Media Opportunities: The presentation of the Cluster II Model will provide an interesting photo opportunity. Key scientists will be available for interview along with newly elected Lord Mayor of Bristol and the Cotton Family.

The Cluster II mission is part of the European Space Agency's (ESA) programme to study the effect of the Sun on space weather. Monday 16th July 2001 marks the first anniversary of the launch of the first pair of spacecraft (the second pair were launched on 9th August 2000). Since their launch the four spacecraft have been gathering new information on the effects of the solar wind on the earth's magnetosphere and this event presents an opportunity to find out the status of the mission one year on.

Prior to the launch of Cluster II the ESA held a competition to name the four spacecraft. This was won by Mr Ray Cotton of Bristol who came up with the names Tango, Salsa, Samba and Rumba. As part of his prize Mr Cotton and his family visited the operations centre in Germany to watch the launch live and the headquarters of the ESA in Paris. A further part of the prize is to present the home town or city of the winner a 1: 10 scale model of the four Cluster II spacecraft.

Professor David Southwood, ESA's Director of Science, will present the model to the newly elected Lord Mayor of Bristol, the Rt. Hon Councillor Brenda Hugill and the Cotton family, who will be accepting it on behalf of the City of Bristol.

British Scientists, funded through the Particle Physics and Astronomy Research Council (PPARC), built and operate three of the eleven instruments on board each spacecraft and will give an update on the science results, along with key scientists from the ESA.

Event Programme

2.00 p.m. Introduction from Professor Richard Wade, Director of Programmes, Particle Physics and Astronomy Research Council

Brief overview of Cluster II from Professor David Southwood, Director of Science, European Space Agency.

Cluster II ... One year On from Dr Phillipe Escoubet, Cluster Project Scientist (ESA)

Further updates from UK Scientists Dr Hugo Alleyne (Sheffield University) and Professor Manuel Grande (Rutherford Appleton Laboratory)

3.00 p.m.       Presentation of the Cluster II model by Professor David Southwood (ESA) to the Lord Mayor of Bristol and the Cotton family
      
Followed by refreshments and photo and interview opportunities with all.

Further press notice to be issued next week

Contact:

Gill Ormrod
PPARC Press Office
01793 442012
gill.ormrod@pparc.ac.uk

Notes for Editors

For further information please contact:

Gill Ormrod
PPARC Press Office
Tel: 01793 442012

Background Information

The orbit of the four Cluster spacecraft is very unusual; it passes over the polar regions and will reach up to 100,000km up into space - that's a third of the way to the moon.
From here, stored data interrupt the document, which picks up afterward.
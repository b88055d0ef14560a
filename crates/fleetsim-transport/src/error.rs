//! Transport error types

use thiserror::Error;

/// Transport errors
#[derive(Debug, Clone, PartialEq, Eq, Error)]
pub enum TransportError {
    #[error("Connection failed: {0}")]
    Connect(String),

    #[error("Unauthorized: {0}")]
    Unauthorized(String),

    #[error("Send failed: {0}")]
    Send(String),

    #[error("Connection closed")]
    Closed,
}

/// Result type for transport operations
pub type Result<T> = std::result::Result<T, TransportError>;
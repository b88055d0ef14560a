mod common;

use common::FlakyRegistry;
use fleetsim_core::{DeviceKind, DeviceKindSpec};
use fleetsim_registry::{DeviceRegistry, MemoryRegistry};
use fleetsim_simulator::catalog::{SIMULATED_TAG, SIMULATED_TAG_VALUE};
use fleetsim_simulator::{CatalogBuilder, SimulatorError};
use std::sync::Arc;

#[tokio::test]
async fn provisions_named_and_tagged_devices() {
    let registry = Arc::new(MemoryRegistry::new());
    let builder = CatalogBuilder::new(registry.clone(), 2);

    let catalog = builder
        .build(&DeviceKindSpec::new(DeviceKind::Fridge, 3))
        .await;

    assert!(catalog.is_complete());
    let mut ids: Vec<&str> = catalog.devices.iter().map(|d| d.id()).collect();
    ids.sort();
    assert_eq!(
        ids,
        vec!["SimulatedFridge-0001", "SimulatedFridge-0002", "SimulatedFridge-0003"]
    );

    for id in ids {
        let entry = registry.entry(id).unwrap();
        assert_eq!(entry.tag(SIMULATED_TAG), Some(SIMULATED_TAG_VALUE));
    }
}

#[tokio::test]
async fn second_build_reuses_existing_entries() {
    let registry = Arc::new(MemoryRegistry::new());
    let builder = CatalogBuilder::new(registry.clone(), 4);
    let spec = DeviceKindSpec::new(DeviceKind::LightBulb, 5);

    let first = builder.build(&spec).await;
    let key_before = registry
        .get_credential("SimulatedLightBulbs-0004")
        .await
        .unwrap();
    let second = builder.build(&spec).await;

    assert_eq!(first.len(), 5);
    assert_eq!(second.len(), 5);
    assert_eq!(registry.create_count(), 5);
    assert_eq!(registry.len(), 5);

    let key_after = registry
        .get_credential("SimulatedLightBulbs-0004")
        .await
        .unwrap();
    assert_eq!(key_before, key_after);
}

#[tokio::test]
async fn failed_registration_does_not_stop_the_batch() {
    let registry = Arc::new(FlakyRegistry::failing_create(&["SimulatedFridge-0002"]));
    let builder = CatalogBuilder::new(registry.clone(), 3);

    let catalog = builder
        .build(&DeviceKindSpec::new(DeviceKind::Fridge, 5))
        .await;

    assert!(!catalog.is_complete());
    assert_eq!(catalog.len(), 4);
    assert_eq!(catalog.failed_ids(), vec!["SimulatedFridge-0002".to_string()]);
    assert!(catalog
        .devices
        .iter()
        .all(|d| d.id() != "SimulatedFridge-0002"));
    assert_eq!(
        registry.inner.device_ids(),
        vec![
            "SimulatedFridge-0001",
            "SimulatedFridge-0003",
            "SimulatedFridge-0004",
            "SimulatedFridge-0005",
        ]
    );

    let err = catalog.ensure_complete().unwrap_err();
    assert_eq!(err.provisioned, 4);
    assert_eq!(err.failed, vec!["SimulatedFridge-0002".to_string()]);

    let err: SimulatorError = err.into();
    assert!(err.to_string().contains("SimulatedFridge-0002"));
}

#[tokio::test]
async fn custom_prefixes_and_kinds_are_kept_apart() {
    let registry = Arc::new(MemoryRegistry::new());
    let builder = CatalogBuilder::new(registry.clone(), 10);

    let catalog = builder
        .build_all(&[
            DeviceKindSpec::new(DeviceKind::Fridge, 2).with_prefix("LabFridge"),
            DeviceKindSpec::new(DeviceKind::LightBulb, 1),
        ])
        .await;

    assert_eq!(
        registry.device_ids(),
        vec!["LabFridge-0001", "LabFridge-0002", "SimulatedLightBulbs-0001"]
    );
    let bulb = catalog
        .devices
        .iter()
        .find(|d| d.id() == "SimulatedLightBulbs-0001")
        .unwrap();
    assert_eq!(bulb.kind(), DeviceKind::LightBulb);
}

#[tokio::test]
async fn panicking_registration_is_reported_and_the_rest_still_run() {
    let registry = Arc::new(FlakyRegistry::panicking_create(&["SimulatedFridge-0001"]));
    let builder = CatalogBuilder::new(registry.clone(), 1);

    let catalog = builder
        .build(&DeviceKindSpec::new(DeviceKind::Fridge, 4))
        .await;

    assert_eq!(catalog.len(), 3);
    assert_eq!(catalog.failed_ids(), vec!["SimulatedFridge-0001".to_string()]);
    assert!(matches!(
        catalog.failures[0].error,
        fleetsim_registry::RegistryError::Internal(_)
    ));
    assert_eq!(
        registry.inner.device_ids(),
        vec!["SimulatedFridge-0002", "SimulatedFridge-0003", "SimulatedFridge-0004"]
    );
}
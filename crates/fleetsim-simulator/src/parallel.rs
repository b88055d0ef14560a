//! Bounded fan-out over a sequence of items.
//!
//! [`for_each_bounded`] splits work across a fixed number of workers that pull
//! from a shared queue, so at most `limit` units are in flight at once and
//! every item is handed out exactly once.

use parking_lot::Mutex;
use std::collections::VecDeque;
use std::fmt;
use std::future::Future;
use std::sync::Arc;
use tokio::task::JoinSet;
use tracing::error;

/// Aggregate failure of a bounded batch.
#[derive(Debug)]
pub struct BatchFailure<T, E> {
    /// Errors returned by individual units, in completion order
    pub errors: Vec<E>,
    /// Items whose unit panicked
    pub panicked: Vec<T>,
}

impl<T, E> BatchFailure<T, E> {
    fn new() -> Self {
        Self {
            errors: Vec::new(),
            panicked: Vec::new(),
        }
    }

    fn is_empty(&self) -> bool {
        self.errors.is_empty() && self.panicked.is_empty()
    }
}

impl<T, E: fmt::Display> fmt::Display for BatchFailure<T, E> {
    fn fmt(&self, f: &mut fmt::Formatter<'_>) -> fmt::Result {
        write!(f, "{} unit(s) failed", self.errors.len())?;
        if !self.panicked.is_empty() {
            write!(f, ", {} unit(s) panicked", self.panicked.len())?;
        }
        if let Some(first) = self.errors.first() {
            write!(f, "; first error: {}", first)?;
        }
        Ok(())
    }
}

impl<T: fmt::Debug, E: fmt::Debug + fmt::Display> std::error::Error for BatchFailure<T, E> {}

/// Runs `work` once per item with at most `limit` invocations in flight.
///
/// Completes when every item has been processed. Unit errors do not stop the
/// batch; they are collected and returned together once all workers finish.
/// Each unit runs in its own task, so a panicking unit is reported with its
/// item and the worker carries on with the queue.
/// A `limit` of zero is treated as one.
pub async fn for_each_bounded<I, T, E, F, Fut>(
    items: I,
    limit: usize,
    work: F,
) -> Result<(), BatchFailure<T, E>>
where
    I: IntoIterator<Item = T>,
    T: Clone + Send + 'static,
    E: Send + 'static,
    F: Fn(T) -> Fut + Send + Sync + 'static,
    Fut: Future<Output = Result<(), E>> + Send + 'static,
{
    let queue: VecDeque<T> = items.into_iter().collect();
    if queue.is_empty() {
        return Ok(());
    }

    let workers = limit.max(1).min(queue.len());
    let queue = Arc::new(Mutex::new(queue));
    let work = Arc::new(work);

    let mut in_flight = JoinSet::new();
    for _ in 0..workers {
        let queue = Arc::clone(&queue);
        let work = Arc::clone(&work);

        in_flight.spawn(async move {
            let mut failure = BatchFailure::new();
            loop {
                let next = queue.lock().pop_front();
                let Some(item) = next else {
                    break;
                };
                match tokio::spawn(work(item.clone())).await {
                    Ok(Ok(())) => {}
                    Ok(Err(e)) => failure.errors.push(e),
                    Err(e) => {
                        error!("Batch unit failed: {}", e);
                        failure.panicked.push(item);
                    }
                }
            }
            failure
        });
    }

    let mut failure = BatchFailure::new();
    while let Some(res) = in_flight.join_next().await {
        match res {
            Ok(worker) => {
                failure.errors.extend(worker.errors);
                failure.panicked.extend(worker.panicked);
            }
            Err(e) => error!("Batch worker failed: {}", e),
        }
    }

    if failure.is_empty() {
        Ok(())
    } else {
        Err(failure)
    }
}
The Cluster mission is part of an integrated series of experiments to learn more about how the Sun affects our Earth. Cluster will join the SOHO, POLAR, GEOTAIL, WIND and INTERBALL missions that are already looking at different aspects of the Sun's influence on Earth. The ground-based radar's CUTLASS and EISCAT in the arctic are also working to learn more about the complex interactions in the upper atmosphere caused by the solar wind and solar storms.

Solar storms occur when huge bursts of highly charged particles are thrown out from the Sun and hurtle towards Earth. These invisible storms of particles buffet and churn up the Earth's magnetic and plasma environment causing the aurorae (Northern and Southern lights) and are a threat to satellites in near-Earth space.

The Particle Physics and Astronomy Research Council (PPARC) is the UK's strategic science investment agency. It funds research, education and public understanding in four broad areas of science - particle physics, astronomy, cosmology and space science.

PPARC is government funded and provides research grants and studentships to scientists in British universities, gives researchers access to world-class facilities and funds the UK membership of international bodies such as the European Laboratory for Particle Physics, CERN, and the European Space Agency. It also contributes money for the UK telescopes overseas on La Palma, Hawaii, Australia and in Chile, the UK Astronomy Technology Centre at the Royal Observatory, Edinburgh and the MERLIN/VLBI National Facility.

PPARC's Public Understanding of Science and Technology Awards Scheme provides funding to both small local projects and national initiatives aimed at improving public understanding of its areas of science.